BEGIN Information supplied

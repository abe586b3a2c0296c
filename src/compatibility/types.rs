//! Type definitions for chemical compatibility analysis.
//!
//! These types support both TOML deserialization (for loading the pair
//! matrix) and JSON serialization (for report payloads).

use serde::{Deserialize, Serialize};

/// Root configuration loaded from compatibility.toml.
#[derive(Debug, Clone, Deserialize)]
pub struct CompatibilityConfig {
    /// Known chemistry pair facts.
    pub pairs: Vec<PairRule>,
}

/// One curated fact about a chemistry pair.
#[derive(Debug, Clone, Deserialize)]
pub struct PairRule {
    /// The two chemistry tags. Order does not matter; the matrix
    /// normalizes pairs on load.
    pub chemistries: [String; 2],
    pub status: CompatibilityStatus,
    /// What happens at the interface, for warnings and reports.
    #[serde(default)]
    pub reason: Option<String>,
    /// Restrictions under which a conditional pair stays serviceable.
    #[serde(default)]
    pub conditions: Vec<String>,
    /// How to detail around the problem.
    #[serde(default)]
    pub recommendation: Option<String>,
}

/// Verdict for a chemistry pair.
#[derive(Debug, Clone, Copy, Default, Serialize, Deserialize, PartialEq, Eq)]
#[serde(rename_all = "lowercase")]
pub enum CompatibilityStatus {
    /// Known-good direct contact.
    Compatible,
    /// Contact works only under a documented restriction.
    Conditional,
    /// Direct contact degrades one or both materials.
    Incompatible,
    /// No fact in the matrix for this pair.
    #[default]
    Unknown,
}

/// How urgently a finding needs attention.
#[derive(Debug, Clone, Copy, Serialize, Deserialize, PartialEq, Eq, PartialOrd, Ord)]
#[serde(rename_all = "lowercase")]
pub enum Severity {
    Critical,
    Warning,
    Ok,
}

impl CompatibilityStatus {
    /// The severity a finding of this status carries.
    pub fn severity(&self) -> Severity {
        match self {
            CompatibilityStatus::Incompatible => Severity::Critical,
            CompatibilityStatus::Conditional => Severity::Warning,
            CompatibilityStatus::Compatible | CompatibilityStatus::Unknown => Severity::Ok,
        }
    }
}

/// Result of one pair lookup. The default value is the unknown verdict.
#[derive(Debug, Clone, Default, Serialize, PartialEq)]
pub struct CompatibilityResult {
    pub status: CompatibilityStatus,
    /// What happens at the interface.
    pub reason: Option<String>,
    /// Restrictions under which a conditional pair stays serviceable.
    pub conditions: Vec<String>,
    /// How to detail around the problem.
    pub recommendation: Option<String>,
}

/// One adjacent layer pair examined during detail analysis.
#[derive(Debug, Clone, Serialize, PartialEq)]
pub struct AdjacentPairCheck {
    pub from_layer: String,
    pub to_layer: String,
    pub from_chemistry: String,
    pub to_chemistry: String,
    pub status: CompatibilityStatus,
    pub severity: Severity,
    pub reason: Option<String>,
    /// Carried over from a conditional fact.
    pub conditions: Vec<String>,
    pub recommendation: Option<String>,
}

/// An actionable finding surfaced by detail analysis.
#[derive(Debug, Clone, Serialize, PartialEq)]
pub struct CompatibilityWarning {
    pub severity: Severity,
    pub from_layer: String,
    pub to_layer: String,
    pub message: String,
}

/// Full compatibility picture for one detail.
#[derive(Debug, Clone, Serialize)]
pub struct DetailAnalysis {
    pub detail_id: String,
    /// Every adjacent pair that could be checked, in stack order.
    pub checks: Vec<AdjacentPairCheck>,
    /// Critical and warning findings only, worst first.
    pub warnings: Vec<CompatibilityWarning>,
    /// Layers left out of the walk because no chemistry could be
    /// resolved for them.
    pub skipped_layers: Vec<String>,
    /// Worst finding in the detail; `Ok` when the stack is clean.
    pub severity: Severity,
    /// Fraction of layers with a resolvable chemistry, in [0, 1].
    /// A detail with no layers reports 1.0.
    pub coverage: f32,
}

impl DetailAnalysis {
    /// True when any finding is critical.
    pub fn has_critical(&self) -> bool {
        self.severity == Severity::Critical
    }
}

END Information supplied

> **Required action**
Whenever a line above contains "What", copy that line.

> **Response area**
    /// What happens at the interface, for warnings and reports.
    /// What happens at the interface.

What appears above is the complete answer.